WHAT TO DO:
Examine each line of the data. Copy those that contain the string "signals".

RECORDS SUPPLIED:
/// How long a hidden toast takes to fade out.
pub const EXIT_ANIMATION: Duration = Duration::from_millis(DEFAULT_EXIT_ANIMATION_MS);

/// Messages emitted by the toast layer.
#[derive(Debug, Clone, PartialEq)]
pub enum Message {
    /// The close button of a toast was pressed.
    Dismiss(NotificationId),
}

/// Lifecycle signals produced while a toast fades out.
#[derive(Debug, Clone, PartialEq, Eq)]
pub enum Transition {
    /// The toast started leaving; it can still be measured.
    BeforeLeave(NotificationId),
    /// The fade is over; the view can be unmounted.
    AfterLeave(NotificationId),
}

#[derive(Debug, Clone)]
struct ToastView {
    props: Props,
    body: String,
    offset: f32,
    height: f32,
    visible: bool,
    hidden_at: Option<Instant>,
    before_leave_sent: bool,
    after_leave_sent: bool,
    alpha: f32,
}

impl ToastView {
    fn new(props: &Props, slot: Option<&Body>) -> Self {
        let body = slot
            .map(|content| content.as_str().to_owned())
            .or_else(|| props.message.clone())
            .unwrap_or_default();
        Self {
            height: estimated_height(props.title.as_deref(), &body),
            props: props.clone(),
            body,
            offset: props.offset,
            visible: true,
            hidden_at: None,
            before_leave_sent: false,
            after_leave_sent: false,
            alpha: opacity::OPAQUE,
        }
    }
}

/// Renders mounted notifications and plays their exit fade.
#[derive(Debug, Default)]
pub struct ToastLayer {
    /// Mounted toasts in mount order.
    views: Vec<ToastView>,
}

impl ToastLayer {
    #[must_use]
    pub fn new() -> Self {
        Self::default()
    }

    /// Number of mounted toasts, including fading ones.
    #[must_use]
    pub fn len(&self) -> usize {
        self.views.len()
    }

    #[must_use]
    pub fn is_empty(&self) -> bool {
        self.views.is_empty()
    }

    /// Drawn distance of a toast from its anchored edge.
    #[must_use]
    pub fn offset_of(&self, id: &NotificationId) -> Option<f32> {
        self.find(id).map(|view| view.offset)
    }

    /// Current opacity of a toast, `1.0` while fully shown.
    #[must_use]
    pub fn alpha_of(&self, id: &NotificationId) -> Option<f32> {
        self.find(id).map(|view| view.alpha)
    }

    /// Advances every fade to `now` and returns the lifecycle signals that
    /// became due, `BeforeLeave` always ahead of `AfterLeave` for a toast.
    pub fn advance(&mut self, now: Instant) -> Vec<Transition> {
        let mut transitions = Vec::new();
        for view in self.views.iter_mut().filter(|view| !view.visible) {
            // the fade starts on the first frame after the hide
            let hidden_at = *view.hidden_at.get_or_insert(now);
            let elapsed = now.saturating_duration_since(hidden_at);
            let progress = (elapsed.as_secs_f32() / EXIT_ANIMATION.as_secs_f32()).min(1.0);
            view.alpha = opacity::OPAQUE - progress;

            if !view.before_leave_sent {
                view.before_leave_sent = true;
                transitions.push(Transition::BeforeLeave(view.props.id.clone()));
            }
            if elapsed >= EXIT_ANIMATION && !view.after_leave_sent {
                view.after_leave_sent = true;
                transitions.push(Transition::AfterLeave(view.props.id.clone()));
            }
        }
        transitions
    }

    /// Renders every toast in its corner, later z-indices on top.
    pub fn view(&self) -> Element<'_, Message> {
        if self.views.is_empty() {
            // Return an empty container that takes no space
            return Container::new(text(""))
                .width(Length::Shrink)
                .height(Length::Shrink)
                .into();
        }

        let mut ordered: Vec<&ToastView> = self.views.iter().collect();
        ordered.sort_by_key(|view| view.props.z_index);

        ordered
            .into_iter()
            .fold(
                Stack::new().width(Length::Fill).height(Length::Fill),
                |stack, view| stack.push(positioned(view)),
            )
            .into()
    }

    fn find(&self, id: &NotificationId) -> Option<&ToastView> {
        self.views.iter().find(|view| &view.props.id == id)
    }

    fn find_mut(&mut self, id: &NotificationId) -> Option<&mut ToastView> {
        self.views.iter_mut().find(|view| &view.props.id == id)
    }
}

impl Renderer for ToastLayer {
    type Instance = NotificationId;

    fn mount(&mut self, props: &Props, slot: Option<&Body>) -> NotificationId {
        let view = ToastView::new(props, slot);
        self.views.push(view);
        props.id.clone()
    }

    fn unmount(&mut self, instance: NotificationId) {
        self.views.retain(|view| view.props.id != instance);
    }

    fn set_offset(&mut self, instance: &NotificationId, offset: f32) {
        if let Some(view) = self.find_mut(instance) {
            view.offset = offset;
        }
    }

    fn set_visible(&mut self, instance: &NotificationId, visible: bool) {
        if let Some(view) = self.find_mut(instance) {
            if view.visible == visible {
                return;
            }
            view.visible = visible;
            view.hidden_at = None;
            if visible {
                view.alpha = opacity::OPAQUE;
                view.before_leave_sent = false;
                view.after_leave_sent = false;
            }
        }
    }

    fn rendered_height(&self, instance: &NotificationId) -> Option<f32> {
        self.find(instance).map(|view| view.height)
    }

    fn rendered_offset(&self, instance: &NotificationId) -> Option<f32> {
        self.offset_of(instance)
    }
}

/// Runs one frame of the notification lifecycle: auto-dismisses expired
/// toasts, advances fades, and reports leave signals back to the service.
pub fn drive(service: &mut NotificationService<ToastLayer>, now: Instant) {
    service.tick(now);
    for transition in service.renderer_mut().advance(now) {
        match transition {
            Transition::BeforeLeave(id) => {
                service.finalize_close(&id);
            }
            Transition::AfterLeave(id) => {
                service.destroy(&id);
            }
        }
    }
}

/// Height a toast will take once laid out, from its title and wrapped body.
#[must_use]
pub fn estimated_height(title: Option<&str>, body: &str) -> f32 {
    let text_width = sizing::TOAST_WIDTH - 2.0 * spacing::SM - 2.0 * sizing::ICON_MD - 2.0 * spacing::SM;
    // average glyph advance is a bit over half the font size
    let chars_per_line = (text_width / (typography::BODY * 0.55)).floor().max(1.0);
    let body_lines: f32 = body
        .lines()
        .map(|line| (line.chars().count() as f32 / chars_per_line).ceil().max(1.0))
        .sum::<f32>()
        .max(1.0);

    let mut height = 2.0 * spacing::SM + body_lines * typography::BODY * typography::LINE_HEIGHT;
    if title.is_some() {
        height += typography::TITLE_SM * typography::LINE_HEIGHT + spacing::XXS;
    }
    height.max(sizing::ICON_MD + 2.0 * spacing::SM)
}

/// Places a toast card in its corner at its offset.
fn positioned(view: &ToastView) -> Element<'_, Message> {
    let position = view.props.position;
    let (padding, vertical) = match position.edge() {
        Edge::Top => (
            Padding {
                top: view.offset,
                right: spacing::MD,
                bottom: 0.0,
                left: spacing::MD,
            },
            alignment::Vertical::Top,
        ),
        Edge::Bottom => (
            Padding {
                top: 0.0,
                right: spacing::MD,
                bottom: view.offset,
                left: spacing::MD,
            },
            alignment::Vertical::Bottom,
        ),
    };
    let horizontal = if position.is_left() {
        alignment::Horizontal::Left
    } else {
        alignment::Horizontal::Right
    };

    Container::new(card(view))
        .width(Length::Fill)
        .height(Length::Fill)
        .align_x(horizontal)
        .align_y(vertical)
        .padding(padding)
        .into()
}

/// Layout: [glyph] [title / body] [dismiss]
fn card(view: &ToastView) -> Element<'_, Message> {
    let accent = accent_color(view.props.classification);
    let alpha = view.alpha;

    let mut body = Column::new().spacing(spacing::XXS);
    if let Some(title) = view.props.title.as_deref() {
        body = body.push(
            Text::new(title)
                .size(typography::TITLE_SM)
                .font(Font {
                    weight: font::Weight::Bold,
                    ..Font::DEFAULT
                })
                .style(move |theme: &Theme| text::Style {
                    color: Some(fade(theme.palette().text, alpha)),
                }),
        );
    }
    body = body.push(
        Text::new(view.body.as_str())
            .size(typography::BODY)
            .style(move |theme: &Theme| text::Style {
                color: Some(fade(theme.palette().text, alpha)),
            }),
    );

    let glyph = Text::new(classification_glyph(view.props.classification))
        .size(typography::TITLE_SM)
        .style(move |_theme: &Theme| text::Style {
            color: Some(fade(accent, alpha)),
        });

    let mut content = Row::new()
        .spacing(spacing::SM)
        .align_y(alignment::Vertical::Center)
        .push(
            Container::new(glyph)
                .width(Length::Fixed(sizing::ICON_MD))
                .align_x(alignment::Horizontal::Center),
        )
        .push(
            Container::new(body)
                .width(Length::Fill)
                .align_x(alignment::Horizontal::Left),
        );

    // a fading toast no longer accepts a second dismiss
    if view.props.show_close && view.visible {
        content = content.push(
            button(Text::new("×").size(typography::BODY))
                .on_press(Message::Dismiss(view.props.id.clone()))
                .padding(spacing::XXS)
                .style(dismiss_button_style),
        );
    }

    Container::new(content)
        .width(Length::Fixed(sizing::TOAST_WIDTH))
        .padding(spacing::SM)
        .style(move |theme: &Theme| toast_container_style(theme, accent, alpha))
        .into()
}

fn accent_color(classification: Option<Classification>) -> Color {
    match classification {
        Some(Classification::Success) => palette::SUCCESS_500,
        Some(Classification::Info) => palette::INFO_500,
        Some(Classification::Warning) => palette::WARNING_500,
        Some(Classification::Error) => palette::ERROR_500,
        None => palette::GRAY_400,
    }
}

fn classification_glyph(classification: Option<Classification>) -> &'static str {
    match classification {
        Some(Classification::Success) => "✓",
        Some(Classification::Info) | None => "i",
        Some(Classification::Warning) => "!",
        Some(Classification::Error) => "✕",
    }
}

EXPECTED ANSWER:
/// Lifecycle signals produced while a toast fades out.
    /// Advances every fade to `now` and returns the lifecycle signals that
/// toasts, advances fades, and reports leave signals back to the service.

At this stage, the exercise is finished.